The EU has secured almost 1.6 billion doses, enough to cover the population three times. Other countries are also overstocking. Canada, for example, has purchased enough to cover its population almost four times its size.

At the World Economic Forum hosted remotely from Davos, Switzerland last week, South African President Cyril Ramaphosa slammed rich nations for hoarding, and urged them to share them with the world's most vulnerable.

"Some countries have even gone beyond and acquired up to four times what their population needs, and that was aimed at hoarding these vaccines. And now this is being done to the exclusion of other countries in the world that most need this," he said.

In anticipation of this problem, the COVAX initiative was established in June last year with the aim of making 2 billion vaccine doses available to be distributed to parts of the world where there were gaps, largely in the global south. Even that will only cover around 20% of people in each eligible country. Indeed, the same rich nations accused of hoarding are donating to the scheme, with the UK being the largest single-country donor.

The tussles for supplies have renewed calls for all countries to work within a centralized system to avoid this uneven distribution of Covid-19 shots.

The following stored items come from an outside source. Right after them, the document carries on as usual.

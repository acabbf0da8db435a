//! Entry-point tables for navigation routines.
//!
//! A listing rarely has one reliable entry URL: sites expose the same
//! task under several identifiers depending on contract type, and some
//! of them answer with an error page for a given customer. Routines
//! therefore declare an ordered candidate list, try each until one lands
//! on a usable page, and pin the winner so later calls (and replays,
//! which must be deterministic) go straight to it.

use crate::error::SessionError;

// ============================================================================
// Entry Points
// ============================================================================

/// Ordered candidate entry identifiers with winner pinning.
#[derive(Debug, Clone)]
pub struct EntryPoints {
    candidates: Vec<String>,
    pinned: Option<usize>,
}

impl EntryPoints {
    /// Creates a table from candidates in fixed priority order.
    pub fn new<S: Into<String>>(candidates: impl IntoIterator<Item = S>) -> Self {
        Self {
            candidates: candidates.into_iter().map(Into::into).collect(),
            pinned: None,
        }
    }

    /// Returns the candidates to try: the pinned winner alone, or all of
    /// them in priority order.
    pub fn candidates(&self) -> Vec<(usize, &str)> {
        match self.pinned {
            Some(index) => vec![(index, self.candidates[index].as_str())],
            None => self
                .candidates
                .iter()
                .enumerate()
                .map(|(i, c)| (i, c.as_str()))
                .collect(),
        }
    }

    /// Pins the winning candidate for subsequent calls.
    pub fn pin(&mut self, index: usize) {
        debug_assert!(index < self.candidates.len());
        self.pinned = Some(index);
    }

    /// Returns true if a winner has been pinned.
    pub fn is_pinned(&self) -> bool {
        self.pinned.is_some()
    }

    /// The error to surface when every candidate answered an error page.
    pub fn exhausted(&self, what: &str) -> SessionError {
        SessionError::BrokenPage(format!("unable to reach the {what} page from any entry point"))
    }
}

// ============================================================================
// Tests
// ============================================================================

"While many have commendably contributed large sums of money to COVAX, they undermine its effectiveness, and the overall effort to end the pandemic as rapidly as possible for everyone, when they simultaneously engage in vaccine hoarding," Obiora Okafor, the UN's independent expert on human rights and international solidarity, said in a statement recently.

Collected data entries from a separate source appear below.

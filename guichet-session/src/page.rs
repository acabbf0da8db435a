//! Page classification: ordered URL/content rules mapped to page kinds.
//!
//! Sites expose the same logical page behind several URL shapes, and some
//! error interstitials share a URL shape with normal pages. The matcher
//! is therefore an insertion-ordered rule list with first-match-wins
//! semantics and an optional content predicate per rule. Classification
//! is a pure function and never fails: an unmatched response is the
//! `None` ("unknown page") state, which callers decide how to treat.

use regex::Regex;

// ============================================================================
// Page Rule
// ============================================================================

/// Content predicate used to disambiguate pages sharing a URL shape.
pub type ContentPredicate = fn(&str) -> bool;

/// One classification rule: a URL pattern plus an optional content check.
pub struct PageRule<K> {
    pattern: Regex,
    content: Option<ContentPredicate>,
    kind: K,
}

impl<K: Copy> PageRule<K> {
    /// Returns the page kind when the rule matches.
    fn matches(&self, url: &str, body: &str) -> Option<K> {
        if !self.pattern.is_match(url) {
            return None;
        }
        if let Some(pred) = self.content {
            if !pred(body) {
                return None;
            }
        }
        Some(self.kind)
    }
}

// ============================================================================
// Page Matcher
// ============================================================================

/// Ordered page-classification table.
///
/// Rules are evaluated in registration order; the first match wins.
/// Multiple rules may map to the same kind.
pub struct PageMatcher<K> {
    rules: Vec<PageRule<K>>,
}

impl<K: Copy + Eq> PageMatcher<K> {
    /// Creates an empty matcher.
    pub fn new() -> Self {
        Self { rules: Vec::new() }
    }

    /// Registers a URL-pattern rule.
    ///
    /// # Panics
    ///
    /// Panics if the pattern is not a valid regular expression. Rule
    /// tables are static adapter declarations, so a bad pattern is a
    /// programming error caught by the adapter's own tests.
    #[must_use]
    pub fn rule(mut self, pattern: &str, kind: K) -> Self {
        let pattern = Regex::new(pattern)
            .unwrap_or_else(|e| panic!("invalid page rule pattern {pattern:?}: {e}"));
        self.rules.push(PageRule {
            pattern,
            content: None,
            kind,
        });
        self
    }

    /// Registers a rule that also inspects the response body.
    #[must_use]
    pub fn rule_when(mut self, pattern: &str, content: ContentPredicate, kind: K) -> Self {
        let pattern = Regex::new(pattern)
            .unwrap_or_else(|e| panic!("invalid page rule pattern {pattern:?}: {e}"));
        self.rules.push(PageRule {
            pattern,
            content: Some(content),
            kind,
        });
        self
    }

    /// Classifies a response. `None` means "unknown page".
    pub fn classify(&self, url: &str, body: &str) -> Option<K> {
        self.rules.iter().find_map(|r| r.matches(url, body))
    }

    /// Returns the number of registered rules.
    pub fn len(&self) -> usize {
        self.rules.len()
    }

    /// Returns true if no rules are registered.
    pub fn is_empty(&self) -> bool {
        self.rules.is_empty()
    }
}

impl<K: Copy + Eq> Default for PageMatcher<K> {
    fn default() -> Self {
        Self::new()
    }
}

// ============================================================================
// Page Token
// ============================================================================

/// Opaque continuation descriptor surfaced by page extraction.
///
/// Pagination and task-continuation flows both hand the adapter a set of
/// form parameters to post back; the engine never inspects them.
#[derive(Debug, Clone, PartialEq, Default)]
pub struct PageToken {
    params: Vec<(String, String)>,
}

impl PageToken {
    /// Creates a token from form parameters.
    pub fn new(params: Vec<(String, String)>) -> Self {
        Self { params }
    }

    /// Returns the form parameters.
    pub fn params(&self) -> &[(String, String)] {
        &self.params
    }

    /// Consumes the token into form parameters.
    pub fn into_params(self) -> Vec<(String, String)> {
        self.params
    }

    /// Adds or replaces a parameter, returning the updated token.
    #[must_use]
    pub fn with(mut self, key: impl Into<String>, value: impl Into<String>) -> Self {
        let key = key.into();
        self.params.retain(|(k, _)| *k != key);
        self.params.push((key, value.into()));
        self
    }

    /// Returns the value of a parameter, if present.
    pub fn get(&self, key: &str) -> Option<&str> {
        self.params
            .iter()
            .find(|(k, _)| k == key)
            .map(|(_, v)| v.as_str())
    }
}

// ============================================================================
// Tests
// ============================================================================

#[cfg(test)]
mod tests {
    use super::*;

    #[derive(Debug, Clone, Copy, PartialEq, Eq)]
    enum Kind {
        Login,
        Accounts,
        Error,
    }

    fn matcher() -> PageMatcher<Kind> {
        PageMatcher::new()
            .rule_when(
                r"https://[^/]+/task/Continue\.do",
                |body| body.contains("technical error"),
                Kind::Error,
            )
            .rule(r"https://[^/]+/auth/Login", Kind::Login)
            .rule(r"https://[^/]+/task/Start\.do\?oid=accounts.*", Kind::Accounts)
            .rule(r"https://[^/]+/task/Continue\.do", Kind::Accounts)
    }

    #[test]
    fn test_first_match_wins() {
        let m = matcher();
        // Same URL shape, disambiguated by content; the error rule is
        // registered first so it shadows the accounts rule.
        assert_eq!(
            m.classify("https://bank.example/task/Continue.do", "technical error occurred"),
            Some(Kind::Error)
        );
        assert_eq!(
            m.classify("https://bank.example/task/Continue.do", "<table>...</table>"),
            Some(Kind::Accounts)
        );
    }

    #[test]
    fn test_unknown_is_none_not_error() {
        let m = matcher();
        assert_eq!(m.classify("https://elsewhere.example/", ""), None);
    }

    #[test]
    fn test_multiple_rules_same_kind() {
        let m = matcher();
        assert_eq!(
            m.classify("https://bank.example/task/Start.do?oid=accounts&t=1", ""),
            Some(Kind::Accounts)
        );
        assert_eq!(
            m.classify("https://bank.example/task/Continue.do", ""),
            Some(Kind::Accounts)
        );
    }

    #[test]
    fn test_token_params() {
        let tok = PageToken::new(vec![("page".into(), "2".into())])
            .with("token", "abc")
            .with("token", "def");
        assert_eq!(tok.get("page"), Some("2"));
        assert_eq!(tok.get("token"), Some("def"));
        assert_eq!(tok.params().len(), 2);
    }
}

But there appears to be little hope of that actually happening. Even the WHO -- whose chief in September said initial vaccines should reach "some people in all countries, rather than all people in some countries" -- appears to have lost hope of a truly collaborative response.

When asked by CNN at a press briefing whether the UK should be allowed to oblige AstraZeneca to provide it with vaccine doses first, WHO Regional Director for Europe Hans Kluge said that "solidarity does not necessarily mean that each country in the world starts at exactly at the same moment."